Only lines containing "insert" are wanted from the data below. Copy those lines.

##### Task inputs

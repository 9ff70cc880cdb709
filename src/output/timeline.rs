use std::fmt::Write;

use comfy_table::Cell;

use crate::providers::circleci::timeline::Chart;
use crate::providers::circleci::types::Status;
use crate::report::format_duration;

use super::styling::{abbreviate, bright, dim};
use super::tables::{create_table, cyan_header, status_cell};

const ROW_HEIGHT: f64 = 28.0;
const ROW_MARGIN: f64 = 0.03 * ROW_HEIGHT;
const CHART_WIDTH: f64 = 1200.0;
const AXIS_HEIGHT: f64 = 20.0;

fn fill(status: &Status) -> &'static str {
    match status {
        Status::Success => "#43a047",
        Status::Failed | Status::Unauthorized => "#e53935",
        Status::Running => "#1e88e5",
        Status::OnHold => "#8e7cc3",
        _ => "#9e9e9e",
    }
}

/// Renders a job timeline as SVG.
///
/// x is minutes since the earliest job start; each packed row unit is one
/// band of [`ROW_HEIGHT`] pixels. Gridlines every minute, labelled every
/// two.
pub fn render_svg(chart: &Chart, title: &str) -> String {
    let span = if chart.span_minutes > 0.0 {
        chart.span_minutes
    } else {
        1.0
    };
    let scale = CHART_WIDTH / span;
    #[allow(clippy::cast_precision_loss)]
    let plot_height = chart.height.max(1) as f64 * ROW_HEIGHT;
    let total_height = plot_height + AXIS_HEIGHT;

    let mut svg = String::new();
    let _ = writeln!(
        svg,
        r#"<svg xmlns="http://www.w3.org/2000/svg" width="{CHART_WIDTH}" height="{total_height}" viewBox="0 0 {CHART_WIDTH} {total_height}" font-family="sans-serif" font-size="11">"#
    );
    let _ = writeln!(svg, "  <title>{}</title>", escape(title));

    #[allow(clippy::cast_possible_truncation, clippy::cast_sign_loss)]
    let minutes = span.ceil() as u64;
    for minute in 0..=minutes {
        #[allow(clippy::cast_precision_loss)]
        let x = minute as f64 * scale;
        let opacity = if minute % 2 == 0 { 0.4 } else { 0.15 };
        let _ = writeln!(
            svg,
            r##"  <line x1="{x:.1}" y1="0" x2="{x:.1}" y2="{plot_height}" stroke="#333" stroke-opacity="{opacity}"/>"##
        );
        if minute % 2 == 0 {
            let _ = writeln!(
                svg,
                r#"  <text x="{x:.1}" y="{:.1}" text-anchor="middle">{minute}</text>"#,
                plot_height + AXIS_HEIGHT - 5.0
            );
        }
    }

    for bar in &chart.bars {
        let x = bar.start_minutes * scale;
        let width = ((bar.end_minutes - bar.start_minutes) * scale).max(1.0);
        #[allow(clippy::cast_precision_loss)]
        let y = bar.rows.start as f64 * ROW_HEIGHT + ROW_MARGIN;
        #[allow(clippy::cast_precision_loss)]
        let height = bar.rows.span() as f64 * ROW_HEIGHT - 2.0 * ROW_MARGIN;

        #[allow(clippy::cast_possible_truncation)]
        let seconds = ((bar.end_minutes - bar.start_minutes) * 60.0).round() as i64;
        let _ = writeln!(svg, r#"  <g id="job-{}">"#, escape(&bar.job_id));
        let _ = writeln!(
            svg,
            "    <title>{} ({}, {})</title>",
            escape(&bar.name),
            bar.status,
            format_duration(seconds)
        );
        let _ = writeln!(
            svg,
            r#"    <rect x="{x:.1}" y="{y:.1}" width="{width:.1}" height="{height:.1}" fill="{}"/>"#,
            fill(&bar.status)
        );
        let _ = writeln!(
            svg,
            r#"    <text x="{:.1}" y="{:.1}" text-anchor="middle" dominant-baseline="middle">{}</text>"#,
            x + width / 2.0,
            y + height / 2.0,
            escape(&abbreviate(&bar.name))
        );
        let _ = writeln!(svg, "  </g>");
    }

    let _ = writeln!(svg, "</svg>");
    svg
}

/// Prints the row assignment of every bar as a table.
pub fn print_timeline(chart: &Chart, title: &str) {
    println!("{}", render_table(chart, title));
}

fn render_table(chart: &Chart, title: &str) -> String {
    let mut output = String::new();
    let _ = writeln!(output, "{} {}", bright("🕒"), bright(title).underlined());

    let mut table = create_table();
    table.set_header(cyan_header(&[
        "Rows", "#", "Job", "After", "Status", "Start", "End", "Duration",
    ]));
    for bar in &chart.bars {
        #[allow(clippy::cast_possible_truncation)]
        let seconds = ((bar.end_minutes - bar.start_minutes) * 60.0).round() as i64;
        table.add_row(vec![
            Cell::new(format!("{}–{}", bar.rows.start, bar.rows.end)),
            Cell::new(bar.job_number.map(|n| n.to_string()).unwrap_or_default()),
            Cell::new(&bar.name),
            Cell::new(bar.after.as_deref().unwrap_or("")),
            status_cell(&bar.status),
            Cell::new(format!("{:.1}m", bar.start_minutes)),
            Cell::new(format!("{:.1}m", bar.end_minutes)),
            Cell::new(format_duration(seconds)),
        ]);
    }
    let _ = writeln!(output, "{table}");
    let _ = writeln!(
        output,
        "  {}",
        dim(format!(
            "{} rows, {:.1} minutes",
            chart.height, chart.span_minutes
        ))
    );
    output
}

fn escape(text: &str) -> String {
    text.replace('&', "&amp;")
        .replace('<', "&lt;")
        .replace('>', "&gt;")
}
pub mod circleci;
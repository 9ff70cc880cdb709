use chrono::{DateTime, Utc};
use indexmap::IndexMap;
use serde::Serialize;

use crate::providers::circleci::aggregate::{CiData, PipelineEntry};
use crate::providers::circleci::client::RequestCounts;
use crate::providers::circleci::links::{commit_url, job_url, workflow_url};
use crate::providers::circleci::types::{Job, Status};

/// Pipelines × workflows/jobs status grid, ready for any renderer.
#[derive(Debug, Serialize)]
pub struct StatusMatrix {
    pub project: String,
    pub description: String,
    pub generated_at: DateTime<Utc>,
    pub requests: RequestCounts,
    pub columns: Vec<WorkflowColumn>,
    pub rows: Vec<PipelineRow>,
}

/// A workflow name and the job names seen under it, in first-seen order.
#[derive(Debug, Clone, PartialEq, Eq, Serialize)]
pub struct WorkflowColumn {
    pub name: String,
    pub jobs: Vec<String>,
}

#[derive(Debug, Serialize)]
pub struct PipelineRow {
    pub number: u64,
    pub created_at: Option<DateTime<Utc>>,
    pub ref_name: String,
    pub subject: String,
    pub commit_url: Option<String>,
    /// One cell per column; `None` when the pipeline never ran that workflow.
    pub workflows: Vec<Option<WorkflowCell>>,
}

#[derive(Debug, Serialize)]
pub struct WorkflowCell {
    pub id: String,
    pub status: Status,
    /// Created → stopped, or → now while still running.
    pub duration: Option<String>,
    pub running: bool,
    pub url: String,
    /// One cell per job name in the column.
    pub jobs: Vec<Option<JobCell>>,
}

#[derive(Debug, Serialize)]
pub struct JobCell {
    pub status: Status,
    pub duration: Option<String>,
    pub url: Option<String>,
}

/// Settings shared by every matrix built in one run.
#[derive(Debug, Clone)]
pub struct MatrixOptions {
    pub app_url: String,
    /// Workflow columns always placed at the right end, in this order.
    pub trailing_workflows: Vec<String>,
}

/// `h:mm:ss` when at least an hour, `m:ss` otherwise.
pub fn format_duration(seconds: i64) -> String {
    let seconds = seconds.max(0);
    let (h, m, s) = (seconds / 3600, (seconds % 3600) / 60, seconds % 60);
    if h > 0 {
        format!("{h}:{m:02}:{s:02}")
    } else {
        format!("{m}:{s:02}")
    }
}

impl StatusMatrix {
    pub fn build(
        data: &CiData,
        project: &str,
        description: &str,
        options: &MatrixOptions,
        now: DateTime<Utc>,
    ) -> Self {
        let columns = columns(data, &options.trailing_workflows);
        let rows = data
            .newest_first()
            .map(|entry| pipeline_row(entry, &columns, &options.app_url, now))
            .collect();

        Self {
            project: project.to_string(),
            description: description.to_string(),
            generated_at: data.generated_at.unwrap_or(now),
            requests: data.requests,
            columns,
            rows,
        }
    }

    /// "generated at … GMT (U/T uncached requests)"
    pub fn info_line(&self) -> String {
        format!(
            "generated at {} GMT ({}/{} uncached requests)",
            self.generated_at.format("%Y-%m-%d %H:%M:%S"),
            self.requests.uncached_requests,
            self.requests.total_requests
        )
    }
}

fn columns(data: &CiData, trailing: &[String]) -> Vec<WorkflowColumn> {
    let mut structure: IndexMap<&str, IndexMap<&str, ()>> = IndexMap::new();
    for entry in data.newest_first() {
        for workflow in &entry.workflows {
            let jobs = structure.entry(workflow.workflow.name.as_str()).or_default();
            for job in &workflow.jobs {
                jobs.insert(job.name.as_str(), ());
            }
        }
    }

    // Trailing workflows go last so they don't hop around between runs
    for name in trailing {
        if let Some(jobs) = structure.shift_remove(name.as_str()) {
            structure.insert(name.as_str(), jobs);
        }
    }

    structure
        .into_iter()
        .map(|(name, jobs)| WorkflowColumn {
            name: name.to_string(),
            jobs: jobs.into_keys().map(ToString::to_string).collect(),
        })
        .collect()
}

fn pipeline_row(
    entry: &PipelineEntry,
    columns: &[WorkflowColumn],
    app_url: &str,
    now: DateTime<Utc>,
) -> PipelineRow {
    let pipeline = &entry.pipeline;
    let workflows = columns
        .iter()
        .map(|column| {
            let latest = entry.latest(&column.name)?;
            let workflow = &latest.workflow;
            let url = workflow_url(app_url, &pipeline.project_slug, pipeline.number, &workflow.id);

            let running = workflow.stopped_at.is_none();
            let duration = workflow.created_at.map(|created| {
                let end = workflow.stopped_at.unwrap_or(now);
                format_duration((end - created).num_seconds())
            });

            let jobs = column
                .jobs
                .iter()
                .map(|name| latest.job(name).map(|job| job_cell(job, &url)))
                .collect();

            Some(WorkflowCell {
                id: workflow.id.clone(),
                status: workflow.status.clone(),
                duration,
                running,
                url,
                jobs,
            })
        })
        .collect();

    PipelineRow {
        number: pipeline.number,
        created_at: pipeline.created_at,
        ref_name: pipeline.ref_name().to_string(),
        subject: pipeline.commit_subject().to_string(),
        commit_url: commit_url(pipeline),
        workflows,
    }
}

fn job_cell(job: &Job, workflow_url: &str) -> JobCell {
    JobCell {
        status: job.status.clone(),
        duration: job.duration_secs().map(format_duration),
        url: job.job_number.map(|number| job_url(workflow_url, number)),
    }
}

##########

Answer below:
                jobs.insert(job.name.as_str(), ());
            structure.insert(name.as_str(), jobs);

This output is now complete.